RULE ON PARI DELICTO.

General Rule:
o Parties to a void agreement cannot expect the aid of the law; the
courts leave them as they are, because they are deemed in pari
delicto, or “in equal fault.’’
pg. 7
o In pari delicto is “a universal doctrine which holds that no action
arises, in equity or at law, from an illegal contract; no suit can be
maintained for its specific performance, or to recover the
property agreed to be sold or delivered, or money agreed to be
paid, or damages for its violation; and where the parties are in
pari delicto, no affirmative relief of any kind will be given to one
against the other.’’

Exception:
o Violation of the Labor Code as to Working hours
o Violation of the Labor Code as to Minimum Wage
o Violation of the Price Control Law
o Sale under of property under Free Patent
 Reason: Public Policy
FINAL EXAM QUESTIONS LAST YEAR:
1. What are the five (5) Principles of Contracts? Define Each
2. In a Contract of Lease, it was specifically provided that the “Contract may be renewed at
the option of the Lessee by giving notice to the Lessor.” Is the stipulation valid?

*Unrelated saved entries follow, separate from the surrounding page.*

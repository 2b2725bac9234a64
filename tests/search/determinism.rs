//! Same input, same output: ordering, scores and suggestions.

use crate::common::*;
use concordance::{Collection, CollectionConfig, SearchOptions, SuggestionKind};
use serde_json::json;

#[test]
fn test_repeated_search_is_identical() {
    let engine = sample_engine();
    for query in ["moses", "genes moses", "exodos", "god", "israel"] {
        let first = search(&engine, query);
        let second = search(&engine, query);
        assert_eq!(ranking(&first), ranking(&second), "query {:?}", query);
        assert_eq!(first.suggestions, second.suggestions, "query {:?}", query);
    }
}

#[test]
fn test_fresh_engines_agree() {
    let a = sample_engine();
    let b = sample_engine();
    for query in ["moses", "genesis", "the lord", "revelatoin"] {
        let ra = search(&a, query);
        let rb = search(&b, query);
        assert_eq!(ranking(&ra), ranking(&rb), "query {:?}", query);
        assert_eq!(ra.suggestions, rb.suggestions, "query {:?}", query);
    }
}

#[test]
fn test_cache_does_not_change_suggestions() {
    let engine = sample_engine();
    let cached = search(&engine, "genisis").suggestions;
    engine.clear_suggestion_cache();
    let fresh = search(&engine, "genisis").suggestions;
    assert_eq!(cached, fresh);
}

#[test]
fn test_ties_follow_registration_order() {
    let book = Collection::new(
        "books",
        vec![json!({"name": "Ruth", "testament": "Old"})],
        CollectionConfig::books(),
    );
    let character = Collection::new(
        "characters",
        vec![json!({"name": "Ruth", "role": "Widow"})],
        CollectionConfig::characters(),
    );

    let books_first = engine_with(vec![book.clone(), character.clone()]);
    let response = search(&books_first, "ruth");
    let types: Vec<&str> = response.results.iter().map(|r| r.type_tag.as_str()).collect();
    assert_eq!(types, vec!["book", "character"]);
    assert_eq!(response.results[0].score, response.results[1].score);

    let characters_first = engine_with(vec![character, book]);
    let response = search(&characters_first, "ruth");
    let types: Vec<&str> = response.results.iter().map(|r| r.type_tag.as_str()).collect();
    assert_eq!(types, vec!["character", "book"]);
}

#[test]
fn test_ties_within_collection_follow_record_order() {
    let engine = scroll_engine(9);
    let response = search(&engine, "scroll");
    let expected: Vec<String> = (1..=9).map(|n| format!("Scroll {n}")).collect();
    assert_eq!(titles(&response), expected);
}

#[test]
fn test_filtered_suggestions_do_not_depend_on_earlier_searches() {
    let engine = engine_with(vec![
        Collection::new("books", vec![make_book("Genesis", "Old Testament")], CollectionConfig::books()),
        Collection::new(
            "characters",
            vec![
                make_character("Moses", "Prophet", "Led the exodus"),
                make_character("Moses", "Lawgiver", "Received the law"),
                make_character("Moses", "Shepherd", "Kept flocks in Midian"),
            ],
            CollectionConfig::characters(),
        ),
    ]);
    let books_only = SearchOptions::new().types(["book"]);
    let has_correction = |response: &concordance::SearchResponse| {
        response
            .suggestions
            .iter()
            .any(|s| s.kind == SuggestionKind::Correction && s.text == "moses")
    };

    let cold = engine.search("mosis", &books_only);
    assert!(cold.stats.total < 3);
    assert!(has_correction(&cold));

    let unfiltered = engine.search("mosis", &SearchOptions::default());
    assert!(unfiltered.stats.total >= 3);
    assert!(!has_correction(&unfiltered));

    let warm = engine.search("mosis", &books_only);
    assert_eq!(warm.stats.total, cold.stats.total);
    assert_eq!(warm.suggestions, cold.suggestions);
}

3. In a Contract of Sale, the consideration stated was Php. 1.00 although the actual
consideration was Php. 100, 000.00. The Contract of Sale was assailed by the Heirs of
the Vendor, claiming that the Sale was VOID on the ground of Bad Faith and Inadequacy
of Consideration. Is the Sale Void? Explain.
4. X requested his friend Y to be a Guarantor in a loan he is obtaining form Z. Y consented
and even called by Phone Z that he is assuming the obligation of a guarantor. For Failure
to pay, Z sued X and Y for the recovery of the loan. Y raised the defense that the contract
is UNENFORCEABLE against him. Is Y Liable as a Guarantor?
5. A, acting as guardian of minor B, sold the minor’s property worth Php. 100,000.00 for the
sum of Php. 80, 000.00. Is the Contract of Sale Rescissible? Explain.
6. D was the owner of a property covered by a Free Patent Title. Within the FIVE-YEAR
PERIOD, D sold the property to M. Thereafter, D filed an action to recover the property
on the ground that the Sale was VOID because the sale was made during the FIVE-YEAR
PROHIBITION period. M invoked as his defense PARI DELICTO, Claiming that both of
them are at fault in violating the law, hence, the law leaves them where they are and no
one can maintain an action against each other. Is the defense tenable? Explain.